Morgan is a much better comp to Altuve in terms of the style of player he was, but where Altuve is generally aggressive at the plate (averaged just 41 walks per year since 2014) Morgan was as patient as they come. He topped 100 walks in five straight years from '73-'77, and that ability to work free passes from pitchers translated into five consecutive years with an OBP over .400, twice leading the majors. The Reds legend also scored more than 100 runs in each of those years, and was also a poster child for the renaissance of the stolen base that took place during the decade, topping 60 steals three times during the stretch.

Silver Sluggers were not awarded until the 1980 season, but Morgan undoubtedly would have had the award locked down during his prime years in Cincinnati. He did, however, stack five consecutive Gold Gloves during the run. By comparison, Altuve has only garnered that defensive award once to this point in his career.

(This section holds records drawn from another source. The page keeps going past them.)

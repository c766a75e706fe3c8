//! Runtime state of the plan editor.
//!
//! The editor is the only owner of the [`PlanStore`]; every edit replaces the
//! store's snapshot and schedules a save through the [`SaveQueue`]. Filters
//! and sort order are per table and live only here, never on the server.

use std::collections::HashMap;

use gloo_timers::callback::Timeout;
use yew::prelude::*;

use common::model::table::{PlanTable, TableKey};
use common::save_queue::SaveQueue;
use common::store::PlanStore;
use common::view::{PlanView, RowFilter, SortSpec};

use crate::api::{LoadError, References};

#[derive(Debug, Clone, PartialEq)]
pub enum LoadState {
    Loading,
    Failed(LoadError),
    Ready,
}

#[derive(Debug, Clone, Default, PartialEq)]
pub struct TableUi {
    pub filter: RowFilter,
    pub sort: SortSpec,
}

pub struct PlanEditor {
    pub load: LoadState,
    pub store: PlanStore,
    pub references: References,
    pub ui: HashMap<TableKey, TableUi>,

    pub queue: SaveQueue,
    /// Pending wake-up for the save queue; replacing it cancels the old one.
    pub save_timer: Option<Timeout>,

    pub new_table_ref: NodeRef,
    pub new_table_date: String,

    /// Table whose export is being generated.
    pub exporting: Option<TableKey>,
    /// Guard for the first-render load.
    pub loaded: bool,
}

impl PlanEditor {
    pub fn new() -> Self {
        Self {
            load: LoadState::Loading,
            store: PlanStore::default(),
            references: References::default(),
            ui: HashMap::new(),
            queue: SaveQueue::default(),
            save_timer: None,
            new_table_ref: NodeRef::default(),
            new_table_date: String::new(),
            exporting: None,
            loaded: false,
        }
    }

    pub fn ui_for(&self, key: &TableKey) -> TableUi {
        self.ui.get(key).cloned().unwrap_or_default()
    }

    /// What the grid shows (and what an export contains) for `table`.
    pub fn view_of(&self, table: &PlanTable) -> PlanView {
        let ui = self.ui_for(&table.id);
        PlanView::derive(&table.rows, &ui.filter, &ui.sort, &self.references.forests)
    }
}
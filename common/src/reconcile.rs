//! Planning the row writes needed to make a table match the editor.
//!
//! The editor always sends the complete list of rows it wants a table to have.
//! Rows it has never saved carry no id; rows it loaded from the server carry
//! theirs. Comparing that list with the ids currently stored for the table
//! yields three disjoint action sets:
//!
//! - **deletions**: stored ids that the editor no longer lists;
//! - **insertions**: listed rows without an id;
//! - **updates**: listed rows whose id is stored for this table.
//!
//! A listed id that is not stored for the table (deleted elsewhere, or owned by
//! another table) is neither inserted nor updated. Callers apply deletions
//! first, then insertions, then updates, each as an independent write.

use std::collections::BTreeSet;

use crate::model::row::Row;

#[derive(Debug, Clone, Default, PartialEq)]
pub struct ReconcilePlan {
    /// Ascending.
    pub deletions: Vec<i64>,
    /// In the order they appear in the desired list.
    pub insertions: Vec<Row>,
    pub updates: Vec<Row>,
}

impl ReconcilePlan {
    /// Diffs `desired` against the ids currently stored for the table.
    ///
    /// Rows in the plan are [`Row::sanitized`] so non-finite numbers are never
    /// written.
    pub fn build(previous_ids: &[i64], desired: &[Row]) -> Self {
        let previous: BTreeSet<i64> = previous_ids.iter().copied().collect();
        let kept: BTreeSet<i64> = desired.iter().filter_map(|row| row.id).collect();

        let deletions = previous.difference(&kept).copied().collect();
        let insertions = desired
            .iter()
            .filter(|row| row.id.is_none())
            .map(Row::sanitized)
            .collect();
        let updates = desired
            .iter()
            .filter(|row| row.id.is_some_and(|id| previous.contains(&id)))
            .map(Row::sanitized)
            .collect();

        Self {
            deletions,
            insertions,
            updates,
        }
    }

    pub fn is_empty(&self) -> bool {
        self.deletions.is_empty() && self.insertions.is_empty() && self.updates.is_empty()
    }
}
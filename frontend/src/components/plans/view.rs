//! View rendering for the plan editor.
//!
//! Each table is a card with its date, filters, a sortable grid, totals over
//! the visible rows and a per-forest volume chart. Grid cells edit the stored
//! row at its position in the table, which `PlanView::positions` maps from
//! the filtered and sorted order.

use web_sys::HtmlInputElement;
use yew::html::Scope;
use yew::prelude::*;

use common::date;
use common::model::row::{Row, RowEdit};
use common::model::table::{PlanTable, TableKey};
use common::template::buyers;
use common::view::{RowFilter, SortField, SortSpec};

use super::chart::forest_chart;
use super::dialogs::new_table::new_table_dialog;
use super::helpers::{format_quantity, input_value, number_value, select_value};
use super::messages::{FilterField, Msg};
use super::state::{LoadState, PlanEditor};
use crate::api::LoadError;
use crate::components::references::ReferencesPanel;

pub fn view(editor: &PlanEditor, ctx: &Context<PlanEditor>) -> Html {
    let link = ctx.link();
    html! {
        <div class="plans-root">
            <header class="plans-header">
                <h1>{ "Sales plans" }</h1>
                <button
                    class="btn primary"
                    disabled={editor.load != LoadState::Ready}
                    onclick={link.callback(|_| Msg::OpenNewTable)}
                >
                    { "New table" }
                </button>
                {
                    if editor.queue.is_in_flight() || editor.queue.is_pending() {
                        html! { <span class="save-state">{ "Saving…" }</span> }
                    } else {
                        html! { <span class="save-state saved">{ "All changes saved" }</span> }
                    }
                }
            </header>
            {
                match &editor.load {
                    LoadState::Loading => html! { <div class="plans-status">{ "Loading plans…" }</div> },
                    LoadState::Failed(error) => build_error_panel(error, link),
                    LoadState::Ready => build_workspace(editor, link),
                }
            }
            { new_table_dialog(editor, link) }
        </div>
    }
}

fn build_error_panel(error: &LoadError, link: &Scope<PlanEditor>) -> Html {
    let class = match error {
        LoadError::TimedOut => "error-panel timeout",
        LoadError::Failed(_) => "error-panel",
    };
    html! {
        <div class={class}>
            <p>{ error.message() }</p>
            <button class="btn" onclick={link.callback(|_| Msg::Load)}>{ "Retry" }</button>
        </div>
    }
}

fn build_workspace(editor: &PlanEditor, link: &Scope<PlanEditor>) -> Html {
    let tables = editor.store.tables();
    html! {
        <>
            <ReferencesPanel
                references={editor.references.clone()}
                on_changed={link.callback(|_| Msg::ReloadReferences)}
            />
            {
                if tables.is_empty() {
                    html! { <p class="plans-empty">{ "No plan tables yet. Create one to get started." }</p> }
                } else {
                    html! { for tables.iter().map(|table| build_table(editor, link, table)) }
                }
            }
        </>
    }
}

fn build_table(editor: &PlanEditor, link: &Scope<PlanEditor>, table: &PlanTable) -> Html {
    let key = table.id.clone();
    let ui = editor.ui_for(&key);
    let view = editor.view_of(table);
    let exporting = editor.exporting.as_ref() == Some(&key);
    let title = if table.date.is_empty() {
        "Undated plan".to_string()
    } else {
        format!("Plan for {}", date::display(&table.date))
    };

    let on_date = {
        let key = key.clone();
        link.callback(move |e: Event| Msg::SetTableDate(key.clone(), input_value(&e)))
    };
    let on_export = {
        let key = key.clone();
        link.callback(move |_| Msg::Export(key.clone()))
    };
    let on_delete = {
        let key = key.clone();
        link.callback(move |_| Msg::DeleteTable(key.clone()))
    };
    let on_add_row = {
        let key = key.clone();
        link.callback(move |_| Msg::AddRow(key.clone()))
    };

    html! {
        <section class="plan-table" key={key.to_string()}>
            <header class="plan-table-header">
                <h2>{ title }</h2>
                {
                    if key.persisted_id().is_none() {
                        html! { <span class="badge">{ "unsaved" }</span> }
                    } else {
                        html! {}
                    }
                }
                <input type="date" value={table.date.clone()} onchange={on_date} />
                <button class="btn" disabled={exporting} onclick={on_export}>
                    { if exporting { "Exporting…" } else { "Export to Excel" } }
                </button>
                <button class="btn danger" onclick={on_delete}>{ "Delete table" }</button>
            </header>
            { build_filters(link, &key, &ui.filter) }
            <table class="plan-grid">
                <thead>
                    <tr>
                        <th>{ "No." }</th>
                        { for SortField::ALL.iter().map(|field| build_header_cell(link, &key, &ui.sort, *field)) }
                        <th></th>
                    </tr>
                </thead>
                <tbody>
                    { for view.rows.iter().zip(&view.positions).enumerate().map(|(shown, (row, &index))| {
                        build_row(editor, link, &key, shown, index, row)
                    }) }
                </tbody>
                <tfoot>
                    <tr>
                        <td colspan="4"></td>
                        <td class="total-label">{ "Total:" }</td>
                        <td class="number">{ format_quantity(view.total_volume) }</td>
                        <td class="number">{ format_quantity(view.total_amount) }</td>
                        <td></td>
                    </tr>
                </tfoot>
            </table>
            <button class="btn" onclick={on_add_row}>{ "Add row" }</button>
            { forest_chart(&view) }
        </section>
    }
}

fn build_filters(link: &Scope<PlanEditor>, key: &TableKey, filter: &RowFilter) -> Html {
    let input = |field: FilterField, placeholder: &'static str, value: &str| {
        let key = key.clone();
        let oninput = link.callback(move |e: InputEvent| {
            let value = e.target_unchecked_into::<HtmlInputElement>().value();
            Msg::SetFilter(key.clone(), field, value)
        });
        html! { <input type="search" placeholder={placeholder} value={value.to_string()} {oninput} /> }
    };
    html! {
        <div class="plan-filters">
            { input(FilterField::Forest, "Filter by forest unit", &filter.forest) }
            { input(FilterField::Buyer, "Filter by buyer", &filter.buyer) }
            { input(FilterField::Species, "Filter by species", &filter.species) }
        </div>
    }
}

fn build_header_cell(
    link: &Scope<PlanEditor>,
    key: &TableKey,
    sort: &SortSpec,
    field: SortField,
) -> Html {
    let key = key.clone();
    let onclick = link.callback(move |_| Msg::ToggleSort(key.clone(), field));
    let arrow = if sort.field == Some(field) {
        sort.direction.arrow()
    } else {
        ""
    };
    html! {
        <th class="sortable" {onclick}>{ field.label() }{ " " }{ arrow }</th>
    }
}

fn build_row(
    editor: &PlanEditor,
    link: &Scope<PlanEditor>,
    key: &TableKey,
    shown: usize,
    index: usize,
    row: &Row,
) -> Html {
    let references = &editor.references;
    let edit = |make: fn(String) -> RowEdit| {
        let key = key.clone();
        link.callback(move |e: Event| Msg::EditRow(key.clone(), index, make(select_value(&e))))
    };
    let edit_number = |make: fn(f64) -> RowEdit| {
        let key = key.clone();
        link.callback(move |e: Event| Msg::EditRow(key.clone(), index, make(number_value(&e))))
    };
    let on_buyer = {
        let key = key.clone();
        link.callback(move |e: Event| Msg::SetBuyer(key.clone(), index, select_value(&e)))
    };
    let on_delete = {
        let key = key.clone();
        link.callback(move |_| Msg::DeleteRow(key.clone(), index))
    };
    let buyer_names = buyers(&references.purchases);

    html! {
        <tr key={row.id.map(|id| id.to_string()).unwrap_or_else(|| format!("new-{}", index))}>
            <td class="number">{ (shown + 1).to_string() }</td>
            <td>{ select_cell(&references.forests, &row.forest, edit(RowEdit::Forest)) }</td>
            <td>{ select_cell(&buyer_names, &row.buyer, on_buyer) }</td>
            <td>{ select_cell(&references.products, &row.product, edit(RowEdit::Product)) }</td>
            <td>{ select_cell(&references.species, &row.species, edit(RowEdit::Species)) }</td>
            <td>
                <input type="number" min="0" step="any" class="number"
                    value={row.volume.to_string()} onchange={edit_number(RowEdit::Volume)} />
            </td>
            <td>
                <input type="number" min="0" step="any" class="number"
                    value={row.amount.to_string()} onchange={edit_number(RowEdit::Amount)} />
            </td>
            <td>
                <button
                    class="icon-btn danger"
                    title={if row.is_persisted() { "Delete row" } else { "Saving…" }}
                    disabled={!row.is_persisted()}
                    onclick={on_delete}
                >
                    { "✕" }
                </button>
            </td>
        </tr>
    }
}

/// A picker over `options`; a current value missing from the list is kept
/// as an extra choice so existing rows still display it.
fn select_cell(options: &[String], current: &str, onchange: Callback<Event>) -> Html {
    let mut choices: Vec<&str> = options.iter().map(String::as_str).collect();
    if !current.is_empty() && !choices.contains(&current) {
        choices.push(current);
    }
    html! {
        <select {onchange}>
            <option value="" selected={current.is_empty()}>{ "" }</option>
            { for choices.into_iter().map(|choice| html! {
                <option value={choice.to_string()} selected={choice == current}>{ choice.to_string() }</option>
            }) }
        </select>
    }
}
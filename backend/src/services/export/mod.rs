//! # Spreadsheet Export Service
//!
//! `POST /api/export` turns the rows the user is currently looking at (already
//! filtered and sorted by the editor) into a styled `.xlsx` download.
//!
//! * `workbook`: builds the single-sheet workbook in memory.
//! * `download`: the handler; builds off the async executor and streams the
//!   bytes back as an attachment.

mod download;
pub mod workbook;

use actix_web::web::{post, scope};
use actix_web::Scope;

const API_PATH: &str = "/api/export";

pub fn configure_routes() -> Scope {
    scope(API_PATH).route("", post().to(download::process))
}
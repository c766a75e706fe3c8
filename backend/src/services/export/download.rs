use actix_web::http::header::{ContentDisposition, DispositionParam, DispositionType};
use actix_web::{web, HttpResponse};
use common::requests::{export_file_name, ExportRequest};
use common::view;
use log::info;

use super::workbook::{self, PlanSheet};
use crate::error::ApiError;

const XLSX_MIME: &str = "application/vnd.openxmlformats-officedocument.spreadsheetml.sheet";

/// `POST /api/export`: `200` with the workbook as an attachment.
pub async fn process(payload: web::Json<ExportRequest>) -> Result<HttpResponse, ApiError> {
    let request = payload.into_inner();
    let (table, rows) = match (request.table_data, request.filtered_and_sorted_rows) {
        (Some(table), Some(rows)) => (table, rows),
        _ => {
            return Err(ApiError::Validation(
                "tableData and filteredAndSortedRows are required".to_string(),
            ))
        }
    };
    let (volume, amount) = view::totals(&rows);
    let total_volume = request.total_volume.unwrap_or(volume);
    let total_amount = request.total_amount.unwrap_or(amount);

    let file_name = export_file_name(&table.date);
    let row_count = rows.len();
    let date = table.date;
    let bytes = tokio::task::spawn_blocking(move || {
        workbook::build(&PlanSheet {
            date: &date,
            rows: &rows,
            total_volume,
            total_amount,
        })
    })
    .await
    .map_err(|e| ApiError::Internal(format!("export task failed: {}", e)))??;

    info!("Exported {} rows as {} ({} bytes)", row_count, file_name, bytes.len());
    Ok(HttpResponse::Ok()
        .content_type(XLSX_MIME)
        .insert_header(ContentDisposition {
            disposition: DispositionType::Attachment,
            parameters: vec![DispositionParam::Filename(file_name)],
        })
        .body(bytes))
}
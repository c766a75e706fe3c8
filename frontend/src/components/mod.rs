pub mod plans;
pub mod references;
use actix_web::{web, HttpResponse};
use common::model::purchase::Purchase;
use rusqlite::Connection;

use crate::db::DbState;
use crate::error::ApiError;

pub async fn process(db: web::Data<DbState>) -> Result<HttpResponse, ApiError> {
    let purchases = db.with_conn(list_purchases)?;
    Ok(HttpResponse::Ok().json(purchases))
}

/// Ordered by buyer, then by insertion so a buyer's first purchase stays first.
fn list_purchases(conn: &Connection) -> Result<Vec<Purchase>, ApiError> {
    let purchases = conn
        .prepare(
            "SELECT buyer, product, species, volume, amount FROM purchases ORDER BY buyer, id",
        )?
        .query_map([], |row| {
            Ok(Purchase {
                buyer: row.get(0)?,
                product: row.get(1)?,
                species: row.get(2)?,
                volume: row.get(3)?,
                amount: row.get(4)?,
            })
        })?
        .collect::<Result<Vec<_>, _>>()?;
    Ok(purchases)
}
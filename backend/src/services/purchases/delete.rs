use actix_web::{web, HttpResponse};
use common::model::purchase::PurchaseKey;
use common::responses::Message;
use log::info;
use rusqlite::{params, Connection};

use crate::db::DbState;
use crate::error::ApiError;

/// `DELETE /api/purchases` `{buyer, product, species}`.
pub async fn process(
    db: web::Data<DbState>,
    payload: web::Json<PurchaseKey>,
) -> Result<HttpResponse, ApiError> {
    let key = payload.into_inner();
    if !key.is_complete() {
        return Err(ApiError::Validation(
            "buyer, product and species are required".to_string(),
        ));
    }
    db.with_conn(|conn| delete_purchase(conn, &key))?;
    Ok(HttpResponse::Ok().json(Message::new("purchase deleted")))
}

fn delete_purchase(conn: &Connection, key: &PurchaseKey) -> Result<(), ApiError> {
    let (buyer, product, species) = (key.buyer.trim(), key.product.trim(), key.species.trim());
    let used: i64 = conn.query_row(
        "SELECT COUNT(*) FROM rows WHERE buyer = ?1 AND product = ?2 AND species = ?3",
        params![buyer, product, species],
        |row| row.get(0),
    )?;
    if used > 0 {
        return Err(ApiError::Conflict(format!(
            "purchase {}/{}/{} is still used by {} rows",
            buyer, product, species, used
        )));
    }
    let deleted = conn.execute(
        "DELETE FROM purchases WHERE buyer = ?1 AND product = ?2 AND species = ?3",
        params![buyer, product, species],
    )?;
    if deleted == 0 {
        return Err(ApiError::NotFound(format!(
            "purchase {}/{}/{} not found",
            buyer, product, species
        )));
    }
    info!("Deleted purchase {}/{}/{}", buyer, product, species);
    Ok(())
}
pub mod yw_material_top_sheet;
//! The editor's collection of plan tables.
//!
//! `PlanStore` is owned by a single controller (the editor component). Every
//! mutation goes through one of its methods, is validated there, and returns
//! the new immutable [`Snapshot`]; nothing else holds a mutable reference to
//! the tables. Snapshots are cheap to clone and are what the save queue sends
//! and what the view pipeline reads.

use std::sync::Arc;

use thiserror::Error;

use crate::date;
use crate::model::purchase::Purchase;
use crate::model::row::{Row, RowEdit};
use crate::model::table::{PlanTable, TableKey};
use crate::responses::SavedTable;
use crate::template;

pub type Snapshot = Arc<[PlanTable]>;

#[derive(Debug, Clone, PartialEq, Error)]
pub enum StoreError {
    #[error("a date is required")]
    EmptyDate,
    #[error("'{0}' is not a valid date (expected YYYY-MM-DD)")]
    InvalidDate(String),
    #[error("a table dated {0} already exists")]
    DuplicateDate(String),
    #[error("table {0} was not found")]
    UnknownTable(TableKey),
    #[error("row {index} was not found in table {table}")]
    UnknownRow { table: TableKey, index: usize },
}

#[derive(Debug, Clone)]
pub struct PlanStore {
    tables: Snapshot,
    next_token: u64,
}

impl Default for PlanStore {
    fn default() -> Self {
        Self::new(Vec::new())
    }
}

impl PlanStore {
    pub fn new(tables: Vec<PlanTable>) -> Self {
        Self {
            tables: tables.into(),
            next_token: 1,
        }
    }

    pub fn snapshot(&self) -> Snapshot {
        Arc::clone(&self.tables)
    }

    pub fn tables(&self) -> &[PlanTable] {
        &self.tables
    }

    pub fn table(&self, key: &TableKey) -> Option<&PlanTable> {
        self.tables.iter().find(|table| &table.id == key)
    }

    /// Replaces everything, e.g. after a fresh load from the server.
    pub fn replace(&mut self, tables: Vec<PlanTable>) -> Snapshot {
        self.tables = tables.into();
        self.snapshot()
    }

    /// Validates `date` and checks it against every table except `except`.
    /// Returns the trimmed date.
    pub fn check_date(&self, date: &str, except: Option<&TableKey>) -> Result<String, StoreError> {
        let date = date.trim();
        if date.is_empty() {
            return Err(StoreError::EmptyDate);
        }
        if !date::is_valid(date) {
            return Err(StoreError::InvalidDate(date.to_string()));
        }
        let taken = self
            .tables
            .iter()
            .any(|table| Some(&table.id) != except && table.date == date);
        if taken {
            return Err(StoreError::DuplicateDate(date.to_string()));
        }
        Ok(date.to_string())
    }

    /// Adds an unsaved table; it is persisted by the next save.
    pub fn add_pending_table(&mut self, date: &str) -> Result<(TableKey, Snapshot), StoreError> {
        let date = self.check_date(date, None)?;
        let key = TableKey::Pending(format!("tmp-{}", self.next_token));
        self.next_token += 1;
        let table = PlanTable {
            id: key.clone(),
            date,
            rows: Vec::new(),
        };
        let snapshot = self.mutate(|tables| tables.push(table));
        Ok((key, snapshot))
    }

    pub fn set_date(&mut self, key: &TableKey, date: &str) -> Result<Snapshot, StoreError> {
        let date = self.check_date(date, Some(key))?;
        self.with_table(key, |table| {
            table.date = date;
            Ok(())
        })
    }

    pub fn remove_table(&mut self, key: &TableKey) -> Result<Snapshot, StoreError> {
        let position = self.position(key)?;
        Ok(self.mutate(|tables| {
            tables.remove(position);
        }))
    }

    pub fn push_row(&mut self, key: &TableKey, mut row: Row) -> Result<Snapshot, StoreError> {
        row.table_id = key.persisted_id();
        self.with_table(key, |table| {
            table.rows.push(row);
            Ok(())
        })
    }

    /// Removes the row at `index` (position in the table, not in a filtered view).
    pub fn remove_row(&mut self, key: &TableKey, index: usize) -> Result<(Row, Snapshot), StoreError> {
        let mut removed = None;
        let snapshot = self.with_table(key, |table| {
            if index >= table.rows.len() {
                return Err(StoreError::UnknownRow {
                    table: key.clone(),
                    index,
                });
            }
            removed = Some(table.rows.remove(index));
            Ok(())
        })?;
        let row = removed.ok_or_else(|| StoreError::UnknownRow {
            table: key.clone(),
            index,
        })?;
        Ok((row, snapshot))
    }

    pub fn edit_row(&mut self, key: &TableKey, index: usize, edit: RowEdit) -> Result<Snapshot, StoreError> {
        self.with_row(key, index, |row| edit.apply(row))
    }

    /// Sets the buyer and fills the dependent fields from its purchase template.
    pub fn set_buyer(
        &mut self,
        key: &TableKey,
        index: usize,
        buyer: &str,
        purchases: &[Purchase],
    ) -> Result<Snapshot, StoreError> {
        self.with_row(key, index, |row| template::apply_buyer(row, buyer, purchases))
    }

    /// Adopts the ids reported by a batch save.
    ///
    /// A pending table takes its persisted id; rows still lacking an id take
    /// the inserted ids in order. Tables no longer in the store are skipped.
    pub fn apply_saved(&mut self, saved: &[SavedTable]) -> Snapshot {
        self.mutate(|tables| {
            for report in saved {
                let Some(table) = tables.iter_mut().find(|table| table.id == report.key) else {
                    continue;
                };
                table.id = TableKey::Persisted(report.id);
                let mut new_ids = report.inserted_row_ids.iter().copied();
                for row in table.rows.iter_mut() {
                    row.table_id = Some(report.id);
                    if row.id.is_none() {
                        row.id = new_ids.next();
                    }
                }
            }
        })
    }

    fn position(&self, key: &TableKey) -> Result<usize, StoreError> {
        self.tables
            .iter()
            .position(|table| &table.id == key)
            .ok_or_else(|| StoreError::UnknownTable(key.clone()))
    }

    fn mutate<F>(&mut self, change: F) -> Snapshot
    where
        F: FnOnce(&mut Vec<PlanTable>),
    {
        let mut tables = self.tables.to_vec();
        change(&mut tables);
        self.tables = tables.into();
        self.snapshot()
    }

    fn with_table<F>(&mut self, key: &TableKey, change: F) -> Result<Snapshot, StoreError>
    where
        F: FnOnce(&mut PlanTable) -> Result<(), StoreError>,
    {
        let position = self.position(key)?;
        let mut tables = self.tables.to_vec();
        change(&mut tables[position])?;
        self.tables = tables.into();
        Ok(self.snapshot())
    }

    fn with_row<F>(&mut self, key: &TableKey, index: usize, change: F) -> Result<Snapshot, StoreError>
    where
        F: FnOnce(&mut Row),
    {
        self.with_table(key, |table| match table.rows.get_mut(index) {
            Some(row) => {
                change(row);
                Ok(())
            }
            None => Err(StoreError::UnknownRow {
                table: key.clone(),
                index,
            }),
        })
    }
}
//! Forgiving deserializers for fields typed by hand in the browser.
//!
//! Numeric inputs arrive as numbers, numeric strings, `null` or not at all;
//! every form that is not a finite number is stored as `0`.

use serde::de::IgnoredAny;
use serde::{Deserialize, Deserializer};

#[derive(Deserialize)]
#[serde(untagged)]
enum NumberLike {
    Number(f64),
    Text(String),
    Other(IgnoredAny),
}

/// Replaces NaN and infinities with zero.
pub fn finite_or_zero(value: f64) -> f64 {
    if value.is_finite() { value } else { 0.0 }
}

pub fn number<'de, D>(deserializer: D) -> Result<f64, D::Error>
where
    D: Deserializer<'de>,
{
    let value = match NumberLike::deserialize(deserializer)? {
        NumberLike::Number(n) => n,
        NumberLike::Text(s) => s.trim().parse::<f64>().unwrap_or(0.0),
        NumberLike::Other(_) => 0.0,
    };
    Ok(finite_or_zero(value))
}

pub fn text<'de, D>(deserializer: D) -> Result<String, D::Error>
where
    D: Deserializer<'de>,
{
    Ok(Option::<String>::deserialize(deserializer)?.unwrap_or_default())
}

While it would take a Herculean effort by Altuve over the rest of the 2018 campaign to match Morgan's on-base numbers, the reigning MVP sits just 12 points behind Morgan's five-year slugging percentage, and his average OPS+ can remain comparable if he can continue his torrid hit spree.

To determine which second baseman has truly posted the greatest five-year stretch in history depends on what area of offensive production one values most, be it power, speed, on-base ability, etc. However, the fact remains that Altuve has put himself into the conversation with the outstanding string of seasons he's put together.